Poster Mon, Jul 6, 2026 • 6:30 PM – 8:15 PM PDT HALL A #4401

Reward Shaping for (Inference-Time) Alignment: A Stackelberg Game Perspective

Haichuan Wang ⋅ Tao Lin ⋅ Lingkai Kong ⋅ Ce Li ⋅ Hezi Jiang ⋅ Milind Tambe

Abstract

Existing alignment methods directly use the reward model learned from user preference data to optimize an LLM policy, subject to KL regularization with respect to the base policy. This practice is suboptimal for maximizing user's utility because the KL regularization may cause the LLM to inherit the bias in the base policy that conflicts with user preferences. While amplifying rewards for preferred outputs can mitigate this bias, it also increases the risk of reward hacking. This tradeoff motivates the problem of optimally designing reward models under KL regularization.

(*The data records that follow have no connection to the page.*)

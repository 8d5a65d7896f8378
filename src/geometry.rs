//! Value types shared by every coordinate space.

#[cfg(test)]
#[path = "geometry_test.rs"]
mod geometry_test;

use serde::{Deserialize, Serialize};

/// A point in screen, canvas, or floating image space.
#[derive(Debug, Clone, Copy, PartialEq, Default, Serialize, Deserialize)]
pub struct Point {
    pub x: f64,
    pub y: f64,
}

impl Point {
    #[must_use]
    pub fn new(x: f64, y: f64) -> Self {
        Self { x, y }
    }

    /// Component-wise sum.
    #[must_use]
    pub fn add(self, other: Point) -> Point {
        Point::new(self.x + other.x, self.y + other.y)
    }

    /// Component-wise difference `self - other`.
    #[must_use]
    pub fn sub(self, other: Point) -> Point {
        Point::new(self.x - other.x, self.y - other.y)
    }

    /// Euclidean distance to `other`.
    #[must_use]
    pub fn distance(self, other: Point) -> f64 {
        let d = self.sub(other);
        d.x.hypot(d.y)
    }

    /// Point halfway between `self` and `other`.
    #[must_use]
    pub fn midpoint(self, other: Point) -> Point {
        Point::new((self.x + other.x) * 0.5, (self.y + other.y) * 0.5)
    }

    /// Whether both components are finite.
    #[must_use]
    pub fn is_finite(self) -> bool {
        self.x.is_finite() && self.y.is_finite()
    }
}

/// A width/height pair in CSS pixels.
#[derive(Debug, Clone, Copy, PartialEq, Default, Serialize, Deserialize)]
pub struct Size {
    pub width: f64,
    pub height: f64,
}

impl Size {
    #[must_use]
    pub fn new(width: f64, height: f64) -> Self {
        Self { width, height }
    }

    /// Both dimensions multiplied by `factor`.
    #[must_use]
    pub fn scaled(self, factor: f64) -> Size {
        Size::new(self.width * factor, self.height * factor)
    }

    /// The centre point of a box of this size anchored at the origin.
    #[must_use]
    pub fn center(self) -> Point {
        Point::new(self.width * 0.5, self.height * 0.5)
    }
}
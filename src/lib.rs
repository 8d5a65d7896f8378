//! Viewport transform and coordinate-picking engine for a browser image viewer.
//!
//! This crate is compiled to WebAssembly and runs in the browser. A user loads a
//! raster image onto a pannable, zoomable canvas and taps positions to record
//! 1-based image pixel coordinates. The engine owns the image↔canvas transform,
//! classifies pointer, touch, wheel, trackpad, and keyboard input into pan,
//! zoom, and tap intents, and resolves taps against the image bounds. The host
//! JavaScript layer wires DOM events to [`engine::Engine`] and reacts to the
//! returned [`engine::Action`]s (cursor, zoom label, repaint, clipboard).
//!
//! ## Module layout
//!
//! | Module | Role |
//! |--------|------|
//! | [`engine`] | Top-level engine and testable [`engine::EngineCore`] |
//! | [`viewport`] | Zoom/offset transform and its centring/clamping invariant |
//! | [`mapper`] | Screen → canvas → image conversions and tap resolution |
//! | [`gesture`] | Session state machine turning events into intents |
//! | [`input`] | Canonical input events, wheel classification, key commands |
//! | [`throttle`] | Frame-interval render coalescing |
//! | [`surface`] | Native image size and the live container-size query |
//! | [`markers`] | Recorded coordinate list, reordering, and export |
//! | [`render`] | Canvas 2D painting of the image and markers |
//! | [`config`] | Tunable thresholds with JSON and environment overrides |
//! | [`geometry`] | `Point` and `Size` value types |
//! | [`error`] | Error types |
//! | [`consts`] | Shared numeric constants (zoom limits, thresholds, wheel factors) |

pub mod config;
pub mod consts;
pub mod engine;
pub mod error;
pub mod geometry;
pub mod gesture;
pub mod input;
pub mod mapper;
pub mod markers;
pub mod render;
pub mod surface;
pub mod throttle;
pub mod viewport;
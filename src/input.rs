//! Input model: canonical events the host adapter translates DOM events into.
//!
//! Pointer, mouse, and touch sources all collapse into the `Contact*` family
//! keyed by a [`ContactId`]; wheel, Safari-style trackpad gesture, and keyboard
//! events keep their own variants because they carry no session. Every event
//! that participates in timing carries the host's timestamp (`time_ms`), so the
//! engine never reads a clock itself.

#[cfg(test)]
#[path = "input_test.rs"]
mod input_test;

use serde::{Deserialize, Serialize};

use crate::consts::{PINCH_WHEEL_FACTORS, TRACKPAD_DELTA_LIMIT, TRACKPAD_SCROLL_FACTORS, WHEEL_FACTORS};
use crate::geometry::Point;

/// Identifies one finger, pen, or mouse across its down/move/up events.
#[derive(Debug, Clone, Copy, PartialEq, Eq, Hash, Serialize, Deserialize)]
pub struct ContactId(pub i32);

/// Keyboard/mouse modifier keys held during an event.
#[allow(clippy::struct_excessive_bools)]
#[derive(Debug, Clone, Copy, Default, PartialEq, Eq, Serialize, Deserialize)]
pub struct Modifiers {
    /// Shift key is held.
    pub shift: bool,
    /// Ctrl key is held. Browsers also set this for trackpad pinch wheels.
    pub ctrl: bool,
    /// Alt / Option key is held.
    pub alt: bool,
    /// Meta / Command key is held.
    pub meta: bool,
}

/// A keyboard key, as reported by the browser (e.g. `"+"`, `"0"`).
#[derive(Debug, Clone, PartialEq, Eq, Serialize, Deserialize)]
pub struct Key(pub String);

/// Unit of a wheel delta (`WheelEvent.deltaMode`).
#[derive(Debug, Clone, Copy, PartialEq, Eq, Default, Serialize, Deserialize)]
#[serde(rename_all = "snake_case")]
pub enum DeltaMode {
    #[default]
    Pixel,
    Line,
    Page,
}

/// Wheel / trackpad scroll delta.
#[derive(Debug, Clone, Copy, PartialEq, Serialize, Deserialize)]
pub struct WheelDelta {
    /// Horizontal scroll amount.
    pub dx: f64,
    /// Vertical scroll amount (positive = down = zoom out).
    pub dy: f64,
    /// Unit of `dx` / `dy`.
    #[serde(default)]
    pub mode: DeltaMode,
}

/// Which physical device most likely produced a wheel event.
#[derive(Debug, Clone, Copy, PartialEq, Eq)]
pub enum WheelSource {
    /// Discrete mouse wheel notches.
    MouseWheel,
    /// Two-finger trackpad scroll: small pixel deltas.
    TrackpadScroll,
    /// Trackpad pinch, reported by browsers as a ctrl-modified wheel.
    PinchSimulation,
}

impl WheelSource {
    /// Classify a wheel event from its delta and modifiers.
    #[must_use]
    pub fn classify(delta: WheelDelta, modifiers: Modifiers) -> Self {
        if modifiers.ctrl {
            Self::PinchSimulation
        } else if delta.mode == DeltaMode::Pixel && delta.dy.abs() < TRACKPAD_DELTA_LIMIT {
            Self::TrackpadScroll
        } else {
            Self::MouseWheel
        }
    }

    /// Multiplicative zoom factor for one event, or `None` for a zero delta.
    #[must_use]
    pub fn zoom_factor(self, dy: f64) -> Option<f64> {
        let (out, inward) = match self {
            Self::MouseWheel => WHEEL_FACTORS,
            Self::TrackpadScroll => TRACKPAD_SCROLL_FACTORS,
            Self::PinchSimulation => PINCH_WHEEL_FACTORS,
        };
        if dy > 0.0 {
            Some(out)
        } else if dy < 0.0 {
            Some(inward)
        } else {
            None
        }
    }
}

/// Keyboard shortcuts the engine understands.
#[derive(Debug, Clone, Copy, PartialEq, Eq)]
pub enum KeyCommand {
    ZoomIn,
    ZoomOut,
    Reset,
}

impl KeyCommand {
    /// Map a key to a command. Keys with ctrl/meta held are left to the browser.
    #[must_use]
    pub fn from_key(key: &Key, modifiers: Modifiers) -> Option<Self> {
        if modifiers.ctrl || modifiers.meta {
            return None;
        }
        match key.0.as_str() {
            "+" | "=" => Some(Self::ZoomIn),
            "-" => Some(Self::ZoomOut),
            "0" => Some(Self::Reset),
            _ => None,
        }
    }
}

/// A platform-neutral input event. Points are in screen space.
#[derive(Debug, Clone, PartialEq, Serialize, Deserialize)]
#[serde(tag = "type", rename_all = "snake_case")]
pub enum InputEvent {
    /// A finger, pen, or primary mouse button went down.
    ContactDown { id: ContactId, point: Point, time_ms: f64 },
    /// A tracked contact moved.
    ContactMove { id: ContactId, point: Point, time_ms: f64 },
    /// A tracked contact lifted.
    ContactUp { id: ContactId, point: Point, time_ms: f64 },
    /// The platform abandoned a contact (pointer cancel / leave).
    ContactCancel { id: ContactId, time_ms: f64 },
    /// Mouse wheel or trackpad scroll over the canvas.
    Wheel {
        point: Point,
        delta: WheelDelta,
        #[serde(default)]
        modifiers: Modifiers,
        time_ms: f64,
    },
    /// Trackpad gesture began (`gesturestart`).
    GestureStart { point: Point, time_ms: f64 },
    /// Trackpad gesture scale changed, relative to gesture start.
    GestureChange { scale: f64, time_ms: f64 },
    /// Trackpad gesture ended.
    GestureEnd { time_ms: f64 },
    /// A key was pressed while the canvas had focus.
    KeyDown {
        key: Key,
        #[serde(default)]
        modifiers: Modifiers,
    },
}

impl InputEvent {
    /// Host timestamp of the event, if it carries one.
    #[must_use]
    pub fn time_ms(&self) -> Option<f64> {
        match self {
            Self::ContactDown { time_ms, .. }
            | Self::ContactMove { time_ms, .. }
            | Self::ContactUp { time_ms, .. }
            | Self::ContactCancel { time_ms, .. }
            | Self::Wheel { time_ms, .. }
            | Self::GestureStart { time_ms, .. }
            | Self::GestureChange { time_ms, .. }
            | Self::GestureEnd { time_ms } => Some(*time_ms),
            Self::KeyDown { .. } => None,
        }
    }
}
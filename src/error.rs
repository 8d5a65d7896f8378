//! Error types returned by the engine's fallible operations.
//!
//! Expected conditions (a tap that misses the image, an operation before any
//! image is loaded) are reported through these values rather than panics. The
//! gesture path never surfaces errors at all: degenerate updates are dropped
//! and logged.

use crate::markers::MarkerId;

/// Why a tap did not produce an image coordinate.
#[derive(Debug, Clone, Copy, PartialEq, Eq, thiserror::Error)]
pub enum MapError {
    /// The floored 0-based pixel lies outside `[0, width) x [0, height)`.
    #[error("tap at image pixel ({x}, {y}) is outside the image")]
    OutOfBounds { x: i64, y: i64 },
    /// The tap position is NaN or infinite.
    #[error("tap position is not a finite point")]
    NonFinite,
    /// No image has been loaded yet.
    #[error("no image loaded")]
    NoImageLoaded,
}

/// Error returned when constructing an [`crate::surface::ImageSurface`].
#[derive(Debug, thiserror::Error)]
pub enum SurfaceError {
    /// One or both native dimensions are zero.
    #[error("image has empty dimensions {width}x{height}")]
    EmptyImage { width: u32, height: u32 },
    /// The supplied bytes could not be decoded as an image.
    #[error("failed to decode image: {0}")]
    Decode(#[from] image::ImageError),
}

/// Error returned when loading or validating an [`crate::config::EngineConfig`].
#[derive(Debug, thiserror::Error)]
pub enum ConfigError {
    /// The configuration document is not valid JSON for the config shape.
    #[error("invalid config document: {0}")]
    Json(#[from] serde_json::Error),
    /// A field holds a value outside its domain.
    #[error("invalid config field `{field}`: {reason}")]
    Invalid { field: &'static str, reason: String },
}

/// Error returned by [`crate::markers::MarkerStore`] mutations.
#[derive(Debug, Clone, PartialEq, Eq, thiserror::Error)]
pub enum StoreError {
    /// The store already holds its maximum number of markers.
    #[error("marker limit reached ({max})")]
    Full { max: usize },
    /// An anchor marker already exists.
    #[error("an anchor marker already exists")]
    AnchorExists,
    /// The anchor marker cannot be removed or renamed.
    #[error("the anchor marker is locked")]
    AnchorLocked,
    /// No marker has the given id.
    #[error("marker {0} not found")]
    NotFound(MarkerId),
    /// A reorder index is past the end of the list.
    #[error("index {index} out of range for {len} markers")]
    IndexOutOfRange { index: usize, len: usize },
}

We formalize this reward model optimization problem as a Stackelberg game, and show that a simple reward shaping scheme can effectively approximate the optimal reward model. We empirically evaluate our method in inference-time alignment settings and demonstrate that it integrates seamlessly into existing alignment methods with minimal overhead. Our method consistently improves average reward and achieves win–tie rates exceeding 66\% against all baselines, averaged across evaluation settings.

Lay Summary

Reward-based alignment uses rewards to incentivize desirable behavior from an LLM and penalize undesirable behavior. In existing pipelines, a reward model provider, such as an alignment team, learns a user’s preferences and then directly uses those preferences to align the model’s behavior. However, we show that this approach is generally suboptimal because it does not account for how much the user’s preferences differ from the LLM’s original tendencies. Intuitively, when this disagreement is large, the reward signal may need to be strengthened to provide sufficient incentive for the model to change its behavior. We develop a game-theoretic model to study what reward model should be used for alignment, and propose modifying the reward during alignment through a procedure called reward shaping.